(SOURCE INFORMATION)
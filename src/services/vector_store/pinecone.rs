//! Pinecone upload backend.

use async_trait::async_trait;
use reqwest::Client;
use serde::Serialize;
use serde_json::Value;

use super::{VectorStore, build_client, send_json};
use crate::error::UploadError;
use crate::models::{EmbeddedChunk, PineconeConfig};

#[derive(Debug, Clone, PartialEq, Serialize)]
pub struct PineconeVector {
    pub id: String,
    pub values: Vec<f32>,
    pub metadata: PineconeMetadata,
}

#[derive(Debug, Clone, PartialEq, Serialize)]
#[serde(rename_all = "camelCase")]
pub struct PineconeMetadata {
    pub content: String,
    pub source: String,
    pub category: String,
    pub filename: String,
    pub chunk_index: usize,
}

#[derive(Debug, Serialize)]
struct UpsertRequest<'a> {
    vectors: &'a [PineconeVector],
}

impl From<&EmbeddedChunk> for PineconeVector {
    fn from(embedded: &EmbeddedChunk) -> Self {
        let chunk = &embedded.chunk;
        Self {
            id: chunk.id.clone(),
            values: embedded.embedding.clone(),
            metadata: PineconeMetadata {
                content: chunk.text.clone(),
                source: chunk.source.clone(),
                category: chunk.category.clone(),
                filename: chunk.filename.clone(),
                chunk_index: chunk.chunk_index,
            },
        }
    }
}

/// Pinecone index addressed by index name and environment.
pub struct PineconeBackend {
    client: Client,
    url: String,
    api_key: String,
}

impl PineconeBackend {
    pub fn new(config: &PineconeConfig) -> Result<Self, UploadError> {
        Ok(Self {
            client: build_client()?,
            url: config.upsert_url(),
            api_key: config.api_key.clone(),
        })
    }

    pub fn to_vectors(chunks: &[EmbeddedChunk]) -> Vec<PineconeVector> {
        chunks.iter().map(PineconeVector::from).collect()
    }

    pub fn url(&self) -> &str {
        &self.url
    }
}

#[async_trait]
impl VectorStore for PineconeBackend {
    async fn upload(&self, chunks: &[EmbeddedChunk]) -> Result<Value, UploadError> {
        if chunks.is_empty() {
            return Ok(Value::Null);
        }

        let vectors = Self::to_vectors(chunks);
        let request = self
            .client
            .post(&self.url)
            .header("Api-Key", &self.api_key)
            .json(&UpsertRequest { vectors: &vectors });

        send_json(request).await
    }

    fn name(&self) -> &str {
        "pinecone"
    }
}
(End SOURCE INFORMATION)
WHAT YOU NEED TO DO → Above are the entries; copy every line among them that contains the word "String".

RESPONSE BOX →
    pub id: String,
    pub content: String,
    pub source: String,
    pub category: String,
    pub filename: String,
    url: String,
    api_key: String,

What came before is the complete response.